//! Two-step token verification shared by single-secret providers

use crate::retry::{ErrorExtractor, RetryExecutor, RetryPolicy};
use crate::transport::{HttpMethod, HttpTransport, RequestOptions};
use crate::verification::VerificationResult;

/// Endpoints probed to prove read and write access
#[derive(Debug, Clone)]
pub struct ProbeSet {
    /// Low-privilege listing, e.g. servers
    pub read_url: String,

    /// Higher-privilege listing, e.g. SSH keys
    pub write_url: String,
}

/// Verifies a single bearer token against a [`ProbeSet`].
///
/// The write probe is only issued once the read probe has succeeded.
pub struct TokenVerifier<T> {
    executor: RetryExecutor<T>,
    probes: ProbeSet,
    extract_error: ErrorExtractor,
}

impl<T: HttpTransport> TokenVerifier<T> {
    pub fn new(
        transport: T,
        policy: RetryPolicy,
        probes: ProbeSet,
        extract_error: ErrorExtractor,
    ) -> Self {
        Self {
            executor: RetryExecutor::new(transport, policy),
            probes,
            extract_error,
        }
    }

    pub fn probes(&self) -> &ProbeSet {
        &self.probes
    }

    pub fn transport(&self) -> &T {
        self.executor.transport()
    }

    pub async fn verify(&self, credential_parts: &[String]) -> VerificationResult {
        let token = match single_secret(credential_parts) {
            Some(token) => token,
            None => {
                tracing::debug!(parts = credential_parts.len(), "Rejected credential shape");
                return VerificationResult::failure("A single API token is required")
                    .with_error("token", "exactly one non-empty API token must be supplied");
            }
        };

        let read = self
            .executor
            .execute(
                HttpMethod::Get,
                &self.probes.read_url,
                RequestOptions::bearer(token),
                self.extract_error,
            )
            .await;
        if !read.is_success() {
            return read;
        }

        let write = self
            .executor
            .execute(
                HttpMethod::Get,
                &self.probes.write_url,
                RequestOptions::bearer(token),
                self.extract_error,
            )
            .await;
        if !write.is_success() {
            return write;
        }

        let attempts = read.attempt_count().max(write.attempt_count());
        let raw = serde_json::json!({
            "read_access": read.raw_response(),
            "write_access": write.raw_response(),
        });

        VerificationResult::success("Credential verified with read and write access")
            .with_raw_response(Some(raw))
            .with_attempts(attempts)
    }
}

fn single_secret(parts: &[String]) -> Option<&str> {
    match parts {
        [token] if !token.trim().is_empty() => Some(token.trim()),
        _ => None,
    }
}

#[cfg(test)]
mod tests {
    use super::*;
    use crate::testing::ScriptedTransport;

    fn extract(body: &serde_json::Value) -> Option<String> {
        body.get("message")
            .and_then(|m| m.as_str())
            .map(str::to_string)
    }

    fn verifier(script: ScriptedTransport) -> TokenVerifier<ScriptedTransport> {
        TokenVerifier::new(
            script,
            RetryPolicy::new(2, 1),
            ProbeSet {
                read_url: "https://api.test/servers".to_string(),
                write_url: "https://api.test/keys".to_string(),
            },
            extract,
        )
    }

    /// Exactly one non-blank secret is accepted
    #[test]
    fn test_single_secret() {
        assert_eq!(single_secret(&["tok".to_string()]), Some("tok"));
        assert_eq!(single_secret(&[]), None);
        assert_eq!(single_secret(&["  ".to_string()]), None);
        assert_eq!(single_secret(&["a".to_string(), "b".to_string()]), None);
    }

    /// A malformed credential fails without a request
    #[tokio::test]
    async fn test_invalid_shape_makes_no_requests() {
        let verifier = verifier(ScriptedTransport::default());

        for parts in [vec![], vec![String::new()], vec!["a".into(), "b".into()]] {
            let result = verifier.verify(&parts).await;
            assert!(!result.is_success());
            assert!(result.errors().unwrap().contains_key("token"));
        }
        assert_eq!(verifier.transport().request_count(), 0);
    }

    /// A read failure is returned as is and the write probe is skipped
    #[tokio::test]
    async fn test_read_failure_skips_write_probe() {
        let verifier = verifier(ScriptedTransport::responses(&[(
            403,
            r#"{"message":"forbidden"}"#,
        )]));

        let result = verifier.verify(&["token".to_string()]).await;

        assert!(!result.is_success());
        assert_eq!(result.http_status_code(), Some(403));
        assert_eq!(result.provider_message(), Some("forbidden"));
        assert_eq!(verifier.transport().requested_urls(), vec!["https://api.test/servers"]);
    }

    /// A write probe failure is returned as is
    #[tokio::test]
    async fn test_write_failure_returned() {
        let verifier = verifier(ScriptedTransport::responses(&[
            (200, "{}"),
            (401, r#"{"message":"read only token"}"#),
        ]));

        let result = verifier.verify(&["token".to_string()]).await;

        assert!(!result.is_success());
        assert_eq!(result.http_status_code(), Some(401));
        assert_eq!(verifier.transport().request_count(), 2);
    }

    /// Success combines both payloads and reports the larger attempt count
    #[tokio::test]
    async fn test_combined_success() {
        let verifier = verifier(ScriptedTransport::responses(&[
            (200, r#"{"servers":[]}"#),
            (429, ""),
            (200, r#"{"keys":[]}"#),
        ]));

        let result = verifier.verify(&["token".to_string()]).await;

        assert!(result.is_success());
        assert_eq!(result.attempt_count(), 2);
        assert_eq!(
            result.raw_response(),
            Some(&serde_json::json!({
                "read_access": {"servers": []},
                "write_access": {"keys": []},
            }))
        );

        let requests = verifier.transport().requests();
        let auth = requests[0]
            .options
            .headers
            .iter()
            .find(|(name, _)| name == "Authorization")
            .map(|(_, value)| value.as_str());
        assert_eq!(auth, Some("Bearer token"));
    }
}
-----
Assignment:
After reading the entries above, state how many lines hold the word "async", with no text besides the number.

Final answer:
5